Alexander Walker Ogilvie (May 7, 1829 – March 31, 1902) was a Canadian politician and businessman. He and his brothers, William and John, are remembered for their pioneering work in the Canadian milling trade with their company, A. W. Ogilvie & Co. of Montreal, and as pioneers and believers in the success of the Canadian West.  Their company expanded to become the largest flour milling company in the British Empire.

He was born in Côte-Saint-Michel, Lower Canada (now Quebec) which is on the island of Montreal, the son of Alexander Ogilvie and Helen Watson. He attended the Howden and Taggart Academy in Montreal. His father and his uncle, James Goudie, operated a flour mill called Glenora Mills on the Lachine Canal. Alexander went into partnership with his uncle in 1852. When Goudie left the firm in 1855, Ogilvie went into partnership with his younger brother, John, forming A. W. Ogilvie & Company.

Their brother, William Watson Ogilvie, joined the company in 1860 to head up the Montreal offices. At this point Alexander was able to devote more time to politics.

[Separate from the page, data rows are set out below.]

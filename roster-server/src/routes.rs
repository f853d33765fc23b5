//! Router assembly.

use axum::{
    Router, middleware,
    routing::{get, post},
};
use tower_http::trace::TraceLayer;

use crate::avatar::handlers::{delete_avatar, get_avatar, upload_avatar};
use crate::infra::app_state::AppState;
use crate::users::auth::auth_middleware;
use crate::users::handlers::{
    delete_me, get_user, login, logout, logout_all, me, register, update_me,
};

/// Build the full application router. Authenticated routes sit behind
/// the bearer-token middleware; everything else is public.
pub fn create_app(state: AppState) -> Router {
    let public = Router::new()
        .route("/users", post(register))
        .route("/users/login", post(login))
        .route("/users/{id}", get(get_user));

    let protected = Router::new()
        .route("/users/me", get(me).patch(update_me).delete(delete_me))
        .route("/users/logout", post(logout))
        .route("/users/logoutall", post(logout_all))
        .route(
            "/users/me/avatar",
            post(upload_avatar).get(get_avatar).delete(delete_avatar),
        )
        .layer(middleware::from_fn_with_state(
            state.clone(),
            auth_middleware,
        ));

    Router::new()
        .merge(public)
        .merge(protected)
        .layer(TraceLayer::new_for_http())
        .with_state(state)
}
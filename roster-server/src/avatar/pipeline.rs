//! Avatar validation and normalization.
//!
//! Uploads are screened before any pixel work: the declared filename
//! must carry an allow-listed extension (case-sensitive suffix match)
//! and the payload must fit the size cap. Accepted bytes are then
//! decoded, scaled to a fixed square (width and height independently,
//! not aspect-preserving), and re-encoded as PNG. Decode and encode are
//! CPU-bound, so normalization runs on a blocking task.

use std::io::Cursor;

use image::{ImageFormat, imageops::FilterType};

/// Upload size cap in bytes.
pub const MAX_AVATAR_BYTES: usize = 1_000_000;

/// Stored avatars are always this many pixels on each side.
pub const AVATAR_DIMENSIONS: u32 = 250;

/// Content type every stored avatar is served with.
pub const AVATAR_CONTENT_TYPE: &str = "image/png";

const ALLOWED_EXTENSIONS: [&str; 3] = [".jpg", ".jpeg", ".png"];

/// Upload rejections get their own error path, distinct from ordinary
/// handler failures: they arise while the request body is being
/// consumed, before any avatar state changes.
#[derive(Debug, thiserror::Error)]
pub enum UploadError {
    #[error("Please upload an image (jpg, jpeg, or png)")]
    UnsupportedType,

    #[error("Image must be at most {MAX_AVATAR_BYTES} bytes")]
    TooLarge,

    #[error("Multipart field \"avatar\" is missing")]
    MissingField,

    #[error("Unable to process the uploaded image")]
    Undecodable,

    /// The normalization task itself failed, not the input.
    #[error("image processing failed")]
    Processing,
}

/// Screen an upload by declared filename and byte size.
pub fn validate_upload(
    filename: Option<&str>,
    len: usize,
) -> Result<(), UploadError> {
    let name = filename.ok_or(UploadError::UnsupportedType)?;
    if !ALLOWED_EXTENSIONS.iter().any(|ext| name.ends_with(ext)) {
        return Err(UploadError::UnsupportedType);
    }
    if len > MAX_AVATAR_BYTES {
        return Err(UploadError::TooLarge);
    }
    Ok(())
}

/// Decode, scale to [`AVATAR_DIMENSIONS`] square, and re-encode as PNG.
pub async fn normalize(bytes: Vec<u8>) -> Result<Vec<u8>, UploadError> {
    tokio::task::spawn_blocking(move || {
        let img = image::load_from_memory(&bytes)
            .map_err(|_| UploadError::Undecodable)?;
        let resized = img.resize_exact(
            AVATAR_DIMENSIONS,
            AVATAR_DIMENSIONS,
            FilterType::Triangle,
        );

        let mut out = Cursor::new(Vec::new());
        resized
            .write_to(&mut out, ImageFormat::Png)
            .map_err(|_| UploadError::Undecodable)?;
        Ok(out.into_inner())
    })
    .await
    .map_err(|_| UploadError::Processing)?
}
//! One-way credential hashing.
//!
//! Thin wrapper around Argon2id so callers never touch the hashing
//! machinery directly. Verification fails closed: an unparseable stored
//! hash verifies as a mismatch rather than an error.

use argon2::{
    Argon2,
    password_hash::{
        PasswordHash, PasswordHasher, PasswordVerifier, SaltString,
        rand_core::OsRng,
    },
};

/// Failure to produce a hash. Deliberately opaque; the underlying cause
/// is not actionable by callers.
#[derive(Debug, thiserror::Error)]
#[error("failed to hash credential")]
pub struct HashError;

/// Hash a plaintext password with Argon2id and a fresh random salt.
pub fn hash_password(password: &str) -> Result<String, HashError> {
    let salt = SaltString::generate(&mut OsRng);
    Argon2::default()
        .hash_password(password.as_bytes(), &salt)
        .map(|hash| hash.to_string())
        .map_err(|_| HashError)
}

/// Check a plaintext password against a stored hash.
pub fn verify_password(password: &str, hash: &str) -> bool {
    PasswordHash::new(hash)
        .map(|parsed| {
            Argon2::default()
                .verify_password(password.as_bytes(), &parsed)
                .is_ok()
        })
        .unwrap_or(false)
}

#[cfg(test)]
mod tests {
    use super::*;

    #[test]
    fn hash_and_verify_round_trip() {
        let hash = hash_password("swordfish1").expect("hashes");
        assert!(verify_password("swordfish1", &hash));
        assert!(!verify_password("swordfish2", &hash));
    }

    #[test]
    fn garbage_hash_verifies_as_mismatch() {
        assert!(!verify_password("anything", "not-a-phc-string"));
    }
}
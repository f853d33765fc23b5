//! Binary entry point: configuration, store selection, and serving.

use std::sync::Arc;

use anyhow::Context;
use clap::Parser;
use sqlx::postgres::PgPoolOptions;
use tracing_subscriber::{EnvFilter, layer::SubscriberExt, util::SubscriberInitExt};

use roster_core::{
    mailer::LogMailer,
    store::{MemoryStore, PostgresStore, UserStore},
};
use roster_server::{
    infra::{
        app_state::AppState,
        config::{Cli, Config},
    },
    routes,
    users::auth::TokenKeys,
};

#[tokio::main]
async fn main() -> anyhow::Result<()> {
    dotenvy::dotenv().ok();

    tracing_subscriber::registry()
        .with(
            EnvFilter::try_from_default_env()
                .unwrap_or_else(|_| EnvFilter::new("info")),
        )
        .with(tracing_subscriber::fmt::layer())
        .init();

    let config = Config::from_cli(Cli::parse())?;

    let store: Arc<dyn UserStore> = match &config.database_url {
        Some(url) => {
            let pool = PgPoolOptions::new()
                .max_connections(5)
                .connect(url)
                .await
                .context("connecting to database")?;
            roster_core::MIGRATOR
                .run(&pool)
                .await
                .context("running migrations")?;
            tracing::info!("using postgres store");
            Arc::new(PostgresStore::new(pool))
        }
        None => {
            tracing::warn!(
                "no DATABASE_URL configured; accounts will not survive restart"
            );
            Arc::new(MemoryStore::new())
        }
    };

    let state = AppState::new(
        store,
        Arc::new(LogMailer),
        TokenKeys::new(&config.token_secret),
    );
    let app = routes::create_app(state);

    let listener = tokio::net::TcpListener::bind(config.bind)
        .await
        .with_context(|| format!("binding {}", config.bind))?;
    tracing::info!("listening on {}", config.bind);

    axum::serve(listener, app)
        .with_graceful_shutdown(shutdown_signal())
        .await
        .context("server error")?;

    Ok(())
}

async fn shutdown_signal() {
    let _ = tokio::signal::ctrl_c().await;
    tracing::info!("shutting down");
}
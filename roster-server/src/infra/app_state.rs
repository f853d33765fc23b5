use std::{fmt, sync::Arc};

use roster_core::{mailer::Mailer, store::UserStore};

use crate::users::auth::tokens::TokenKeys;

/// Shared request-handling state. Cheap to clone; everything inside is
/// behind an `Arc`.
#[derive(Clone)]
pub struct AppState {
    pub store: Arc<dyn UserStore>,
    pub mailer: Arc<dyn Mailer>,
    pub token_keys: TokenKeys,
}

impl fmt::Debug for AppState {
    fn fmt(&self, f: &mut fmt::Formatter<'_>) -> fmt::Result {
        f.debug_struct("AppState").finish_non_exhaustive()
    }
}

impl AppState {
    pub fn new(
        store: Arc<dyn UserStore>,
        mailer: Arc<dyn Mailer>,
        token_keys: TokenKeys,
    ) -> Self {
        Self {
            store,
            mailer,
            token_keys,
        }
    }
}
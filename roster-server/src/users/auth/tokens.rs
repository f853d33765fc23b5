//! Session token lifecycle.
//!
//! Tokens are HS256-signed JWTs binding a `sub` account id to a fresh
//! `jti`. They carry no expiry claim: lifecycle is purely explicit, via
//! logout, logout-everywhere, or account deletion. What the store keeps
//! per account is the SHA-256 digest of each outstanding token, so
//! [`verify`] checks both the signature and digest membership - a
//! structurally valid token that has been revoked is just as invalid as
//! a forged one, and the caller cannot tell which check failed.

use chrono::Utc;
use jsonwebtoken::{
    Algorithm, DecodingKey, EncodingKey, Header, Validation, decode, encode,
};
use serde::{Deserialize, Serialize};
use sha2::{Digest, Sha256};
use uuid::Uuid;

use roster_core::{StoreError, User, store::UserStore};

/// Signing and verification keys derived from the configured secret.
#[derive(Clone)]
pub struct TokenKeys {
    encoding: EncodingKey,
    decoding: DecodingKey,
}

impl std::fmt::Debug for TokenKeys {
    fn fmt(&self, f: &mut std::fmt::Formatter<'_>) -> std::fmt::Result {
        f.debug_struct("TokenKeys").finish_non_exhaustive()
    }
}

impl TokenKeys {
    pub fn new(secret: &str) -> Self {
        Self {
            encoding: EncodingKey::from_secret(secret.as_bytes()),
            decoding: DecodingKey::from_secret(secret.as_bytes()),
        }
    }
}

#[derive(Debug, Serialize, Deserialize)]
struct Claims {
    sub: Uuid,   // account id
    iat: i64,    // issued at
    jti: String, // per-token id, makes every issued token unique
}

#[derive(Debug, thiserror::Error)]
pub enum TokenError {
    /// Structural, signature, or membership failure. Deliberately a
    /// single variant: callers must not learn which check failed.
    #[error("invalid token")]
    Invalid,

    #[error("failed to sign token")]
    Sign(#[source] jsonwebtoken::errors::Error),

    #[error(transparent)]
    Store(#[from] StoreError),
}

/// SHA-256 hex digest of a token string, the form kept in the account's
/// session set.
pub fn token_hash(token: &str) -> String {
    let mut hasher = Sha256::new();
    hasher.update(token.as_bytes());
    format!("{:x}", hasher.finalize())
}

/// Issue a fresh token for the account and persist its digest in the
/// session set. Existing tokens stay valid.
pub async fn issue(
    store: &dyn UserStore,
    keys: &TokenKeys,
    user: &mut User,
) -> Result<String, TokenError> {
    let claims = Claims {
        sub: user.id,
        iat: Utc::now().timestamp(),
        jti: Uuid::new_v4().to_string(),
    };
    let token = encode(&Header::new(Algorithm::HS256), &claims, &keys.encoding)
        .map_err(TokenError::Sign)?;

    user.sessions.push(token_hash(&token));
    store.save(user).await?;
    Ok(token)
}

/// Resolve a presented token to its account and session digest.
///
/// Fails closed: malformed tokens, bad signatures, unknown accounts, and
/// revoked sessions all collapse into [`TokenError::Invalid`].
pub async fn verify(
    store: &dyn UserStore,
    keys: &TokenKeys,
    token: &str,
) -> Result<(User, String), TokenError> {
    let mut validation = Validation::new(Algorithm::HS256);
    validation.validate_exp = false;
    validation.required_spec_claims.clear();

    let data = decode::<Claims>(token, &keys.decoding, &validation)
        .map_err(|_| TokenError::Invalid)?;

    let user = store
        .get(data.claims.sub)
        .await
        .map_err(|_| TokenError::Invalid)?
        .ok_or(TokenError::Invalid)?;

    let hash = token_hash(token);
    if !user.sessions.iter().any(|s| s == &hash) {
        return Err(TokenError::Invalid);
    }

    Ok((user, hash))
}

/// Remove exactly one session digest from the account. Idempotent when
/// the digest is already gone.
pub async fn revoke(
    store: &dyn UserStore,
    user: &mut User,
    session: &str,
) -> Result<(), StoreError> {
    user.sessions.retain(|s| s != session);
    store.save(user).await
}

/// Clear the whole session set ("logout everywhere").
pub async fn revoke_all(
    store: &dyn UserStore,
    user: &mut User,
) -> Result<(), StoreError> {
    user.sessions.clear();
    store.save(user).await
}

#[cfg(test)]
mod tests {
    use super::*;
    use roster_core::{NewUser, store::MemoryStore};

    fn keys() -> TokenKeys {
        TokenKeys::new("unit-test-signing-secret")
    }

    async fn seeded_user(store: &MemoryStore) -> User {
        store
            .create(NewUser {
                name: "Alice".to_string(),
                email: "alice@example.com".to_string(),
                password: "hunter2hunter2".to_string(),
                age: None,
            })
            .await
            .expect("user created")
    }

    #[tokio::test]
    async fn issued_token_verifies_immediately() {
        let store = MemoryStore::new();
        let keys = keys();
        let mut user = seeded_user(&store).await;

        let token = issue(&store, &keys, &mut user).await.expect("issued");
        let (resolved, session) =
            verify(&store, &keys, &token).await.expect("verifies");

        assert_eq!(resolved.id, user.id);
        assert_eq!(session, token_hash(&token));
    }

    #[tokio::test]
    async fn issuance_keeps_existing_tokens_valid() {
        let store = MemoryStore::new();
        let keys = keys();
        let mut user = seeded_user(&store).await;

        let first = issue(&store, &keys, &mut user).await.expect("first");
        let second = issue(&store, &keys, &mut user).await.expect("second");

        assert_ne!(first, second);
        assert!(verify(&store, &keys, &first).await.is_ok());
        assert!(verify(&store, &keys, &second).await.is_ok());
    }

    #[tokio::test]
    async fn revoke_removes_exactly_one_session() {
        let store = MemoryStore::new();
        let keys = keys();
        let mut user = seeded_user(&store).await;

        let first = issue(&store, &keys, &mut user).await.expect("first");
        let second = issue(&store, &keys, &mut user).await.expect("second");

        revoke(&store, &mut user, &token_hash(&second))
            .await
            .expect("revoked");

        assert!(verify(&store, &keys, &first).await.is_ok());
        assert!(matches!(
            verify(&store, &keys, &second).await,
            Err(TokenError::Invalid)
        ));

        // Revoking again is a no-op, not an error.
        revoke(&store, &mut user, &token_hash(&second))
            .await
            .expect("idempotent");
    }

    #[tokio::test]
    async fn revoke_all_invalidates_everything() {
        let store = MemoryStore::new();
        let keys = keys();
        let mut user = seeded_user(&store).await;

        let tokens = [
            issue(&store, &keys, &mut user).await.expect("a"),
            issue(&store, &keys, &mut user).await.expect("b"),
            issue(&store, &keys, &mut user).await.expect("c"),
        ];

        revoke_all(&store, &mut user).await.expect("cleared");

        for token in tokens {
            assert!(matches!(
                verify(&store, &keys, &token).await,
                Err(TokenError::Invalid)
            ));
        }
    }

    #[tokio::test]
    async fn tampered_and_foreign_tokens_fail_closed() {
        let store = MemoryStore::new();
        let keys = keys();
        let mut user = seeded_user(&store).await;
        let token = issue(&store, &keys, &mut user).await.expect("issued");

        // Garbage input
        assert!(matches!(
            verify(&store, &keys, "not-a-token").await,
            Err(TokenError::Invalid)
        ));

        // Structurally valid but signed with another secret
        let foreign_keys = TokenKeys::new("a-completely-different-secret");
        assert!(matches!(
            verify(&store, &foreign_keys, &token).await,
            Err(TokenError::Invalid)
        ));
    }

    #[tokio::test]
    async fn deleting_account_invalidates_tokens() {
        let store = MemoryStore::new();
        let keys = keys();
        let mut user = seeded_user(&store).await;
        let token = issue(&store, &keys, &mut user).await.expect("issued");

        store.delete(user.id).await.expect("deleted");

        assert!(matches!(
            verify(&store, &keys, &token).await,
            Err(TokenError::Invalid)
        ));
    }
}
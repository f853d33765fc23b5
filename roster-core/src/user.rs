//! User accounts and profile management
//!
//! Core types for account registration, authentication, and profile
//! updates.
//!
//! ## Account lifecycle
//!
//! 1. **Registration**: an account is created from a [`NewUser`] payload
//! 2. **Login**: credentials are verified, and a signed bearer token is
//!    issued; its digest is appended to the account's session set
//! 3. **Profile updates**: applied through [`UserUpdate`], a closed field
//!    set validated before any mutation
//! 4. **Deletion**: removes the record; outstanding tokens fail
//!    verification once the account is gone
//!
//! ## Security
//!
//! - Passwords are hashed with Argon2id before they reach a store
//! - Bearer tokens are hashed with SHA-256 before persistence; the raw
//!   token never touches the store
//! - `password_hash`, `sessions`, and `avatar` are never serialized to
//!   clients

use std::sync::LazyLock;

use chrono::{DateTime, Utc};
use regex::Regex;
use serde::{Deserialize, Serialize};
use uuid::Uuid;

use crate::credentials;
use crate::error::StoreError;

/// Basic mailbox-shaped pattern. Deliverability is not our problem;
/// obviously malformed addresses are.
static EMAIL_RE: LazyLock<Regex> = LazyLock::new(|| {
    Regex::new(r"^[^@\s]+@[^@\s]+\.[^@\s]+$").expect("email pattern compiles")
});

/// A registered account.
///
/// The hashed credential, the active session set, and the avatar blob are
/// write-only from the API's perspective: they are skipped by serde so a
/// `User` can be returned to clients directly.
#[derive(Debug, Clone, Serialize)]
pub struct User {
    /// Unique account identifier
    pub id: Uuid,
    /// Display name
    pub name: String,
    /// Unique email address, stored lowercase
    pub email: String,
    /// Argon2id password hash (never serialized)
    #[serde(skip)]
    pub password_hash: String,
    /// Age in years, non-negative, defaults to 0
    pub age: i64,
    /// Normalized avatar image, if one has been uploaded (never serialized)
    #[serde(skip)]
    pub avatar: Option<Vec<u8>>,
    /// SHA-256 digests of the account's active bearer tokens, in issue
    /// order (never serialized)
    #[serde(skip)]
    pub sessions: Vec<String>,
    /// Timestamp of account creation
    pub created_at: DateTime<Utc>,
    /// Timestamp of last profile update
    pub updated_at: DateTime<Utc>,
}

/// Registration payload
///
/// ```json
/// {
///   "name": "Alice Smith",
///   "email": "alice@example.com",
///   "password": "correct horse",
///   "age": 30
/// }
/// ```
#[derive(Debug, Clone, Deserialize)]
pub struct NewUser {
    pub name: String,
    pub email: String,
    pub password: String,
    pub age: Option<i64>,
}

/// Login payload
#[derive(Debug, Clone, Deserialize)]
pub struct LoginRequest {
    pub email: String,
    pub password: String,
}

/// Profile update payload.
///
/// The field set is closed: a body carrying any key outside
/// {name, email, password, age} fails deserialization, so the whole
/// update is rejected before anything is mutated.
#[derive(Debug, Clone, Default, Deserialize)]
#[serde(deny_unknown_fields)]
pub struct UserUpdate {
    pub name: Option<String>,
    pub email: Option<String>,
    pub password: Option<String>,
    pub age: Option<i64>,
}

/// Validation errors raised at the store's write path
#[derive(Debug, Clone, thiserror::Error)]
pub enum ValidationError {
    #[error("Name must not be empty")]
    InvalidName,

    #[error("Email is invalid")]
    InvalidEmail,

    #[error("Password must be at least 7 characters")]
    PasswordTooShort,

    #[error("Password must not contain \"password\"")]
    PasswordForbidden,

    #[error("Age must be a non-negative number")]
    NegativeAge,
}

pub fn validate_name(name: &str) -> Result<(), ValidationError> {
    if name.trim().is_empty() {
        return Err(ValidationError::InvalidName);
    }
    Ok(())
}

pub fn validate_email(email: &str) -> Result<(), ValidationError> {
    if !EMAIL_RE.is_match(email.trim()) {
        return Err(ValidationError::InvalidEmail);
    }
    Ok(())
}

pub fn validate_password(password: &str) -> Result<(), ValidationError> {
    if password.len() < 7 {
        return Err(ValidationError::PasswordTooShort);
    }
    if password.to_lowercase().contains("password") {
        return Err(ValidationError::PasswordForbidden);
    }
    Ok(())
}

pub fn validate_age(age: i64) -> Result<(), ValidationError> {
    if age < 0 {
        return Err(ValidationError::NegativeAge);
    }
    Ok(())
}

impl NewUser {
    /// Validate the registration payload. Run by every store's write path
    /// before a record is created.
    pub fn validate(&self) -> Result<(), ValidationError> {
        validate_name(&self.name)?;
        validate_email(&self.email)?;
        validate_password(&self.password)?;
        if let Some(age) = self.age {
            validate_age(age)?;
        }
        Ok(())
    }

    /// Normalized email: trimmed and lowercased, matching what the store
    /// indexes on.
    pub fn normalized_email(&self) -> String {
        self.email.trim().to_lowercase()
    }

    /// Build the account record. `password_hash` must already be hashed;
    /// stores obtain it via [`credentials::hash_password`].
    pub fn into_user(self, password_hash: String) -> User {
        let now = Utc::now();
        User {
            id: Uuid::now_v7(),
            name: self.name.trim().to_string(),
            email: self.email.trim().to_lowercase(),
            password_hash,
            age: self.age.unwrap_or(0),
            avatar: None,
            sessions: Vec::new(),
            created_at: now,
            updated_at: now,
        }
    }
}

impl UserUpdate {
    /// Validate every present field. Nothing is mutated until all fields
    /// pass, so a rejected update leaves the account untouched.
    pub fn validate(&self) -> Result<(), ValidationError> {
        if let Some(ref name) = self.name {
            validate_name(name)?;
        }
        if let Some(ref email) = self.email {
            validate_email(email)?;
        }
        if let Some(ref password) = self.password {
            validate_password(password)?;
        }
        if let Some(age) = self.age {
            validate_age(age)?;
        }
        Ok(())
    }

    /// Normalized replacement email, when one is present.
    pub fn normalized_email(&self) -> Option<String> {
        self.email.as_ref().map(|e| e.trim().to_lowercase())
    }

    /// Apply the update to an account record. Validates first; a present
    /// password is re-hashed here so plaintext never reaches a store.
    pub fn apply_to(&self, user: &mut User) -> Result<(), StoreError> {
        self.validate()?;

        if let Some(ref name) = self.name {
            user.name = name.trim().to_string();
        }
        if let Some(email) = self.normalized_email() {
            user.email = email;
        }
        if let Some(ref password) = self.password {
            user.password_hash = credentials::hash_password(password)
                .map_err(|_| StoreError::Credential)?;
        }
        if let Some(age) = self.age {
            user.age = age;
        }
        user.updated_at = Utc::now();
        Ok(())
    }
}
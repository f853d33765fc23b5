pub mod handlers;
pub mod pipeline;
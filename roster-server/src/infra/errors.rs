use axum::{
    Json,
    http::StatusCode,
    response::{IntoResponse, Response},
};
use serde_json::json;
use std::fmt;

use roster_core::StoreError;

use crate::avatar::pipeline::UploadError;
use crate::users::auth::tokens::TokenError;

pub type AppResult<T> = Result<T, AppError>;

/// Route-boundary error: a status code and a client-visible message.
/// Internal detail never crosses this boundary; backend failures are
/// logged where they occur and surface as opaque 500s.
#[derive(Debug)]
pub struct AppError {
    pub status: StatusCode,
    pub message: String,
}

impl AppError {
    pub fn new(status: StatusCode, message: impl Into<String>) -> Self {
        Self {
            status,
            message: message.into(),
        }
    }

    pub fn internal(message: impl Into<String>) -> Self {
        Self::new(StatusCode::INTERNAL_SERVER_ERROR, message)
    }

    pub fn bad_request(message: impl Into<String>) -> Self {
        Self::new(StatusCode::BAD_REQUEST, message)
    }

    pub fn unauthorized(message: impl Into<String>) -> Self {
        Self::new(StatusCode::UNAUTHORIZED, message)
    }

    pub fn not_found(message: impl Into<String>) -> Self {
        Self::new(StatusCode::NOT_FOUND, message)
    }
}

impl fmt::Display for AppError {
    fn fmt(&self, f: &mut fmt::Formatter<'_>) -> fmt::Result {
        write!(f, "{}", self.message)
    }
}

impl std::error::Error for AppError {}

impl IntoResponse for AppError {
    fn into_response(self) -> Response {
        let body = Json(json!({
            "error": {
                "message": self.message,
                "status": self.status.as_u16(),
            }
        }));

        (self.status, body).into_response()
    }
}

impl From<StoreError> for AppError {
    fn from(err: StoreError) -> Self {
        match err {
            StoreError::Validation(_) | StoreError::EmailTaken => {
                Self::bad_request(err.to_string())
            }
            StoreError::NotFound => Self::not_found(err.to_string()),
            StoreError::Database(inner) => {
                tracing::error!(error = %inner, "store operation failed");
                Self::internal("Storage failure")
            }
            StoreError::Credential => {
                tracing::error!("credential hashing failed");
                Self::internal("Storage failure")
            }
        }
    }
}

impl From<TokenError> for AppError {
    fn from(err: TokenError) -> Self {
        match err {
            TokenError::Invalid => Self::unauthorized("Please authenticate"),
            TokenError::Sign(inner) => {
                tracing::error!(error = %inner, "token signing failed");
                Self::internal("Token issuance failed")
            }
            TokenError::Store(store) => store.into(),
        }
    }
}

impl From<UploadError> for AppError {
    fn from(err: UploadError) -> Self {
        match err {
            UploadError::Processing => {
                tracing::error!("avatar processing task failed");
                Self::internal("Image processing failed")
            }
            _ => Self::bad_request(err.to_string()),
        }
    }
}

impl From<anyhow::Error> for AppError {
    fn from(err: anyhow::Error) -> Self {
        Self::internal(err.to_string())
    }
}
//! Store error taxonomy.

use crate::user::ValidationError;

/// Errors surfaced by a [`crate::store::UserStore`].
///
/// `Validation` and `EmailTaken` are client-correctable and map to 400 at
/// the route boundary; `NotFound` maps to 404; the rest are opaque
/// backend failures and map to 500.
#[derive(Debug, thiserror::Error)]
pub enum StoreError {
    #[error("{0}")]
    Validation(#[from] ValidationError),

    #[error("Email is already in use")]
    EmailTaken,

    #[error("User not found")]
    NotFound,

    #[error("database error: {0}")]
    Database(#[from] sqlx::Error),

    #[error("credential hashing failed")]
    Credential,
}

In the 1867 Quebec general election, he was acclaimed to the Legislative Assembly of Quebec for the riding of Montréal-Ouest. He did not run in the 1871 election. He left A. W. Ogilvie and Co in 1874. He was elected again in the 1875 election, this time in the riding of Montréal-Centre. He did not run in the 1878 election. In 1881, he was appointed to the Senate of Canada representing the senatorial division of Alma, Quebec. A Conservative, he resigned in 1901.

He was a Justice of the Peace and Lt. Col. of the Montreal Cavalry and a director of  Mount Royal Cemetery. He supported organizations such as the Montreal Workingmen's Mutual Benefit and Widows and Orphans Provident Society, St. Andrew's Society.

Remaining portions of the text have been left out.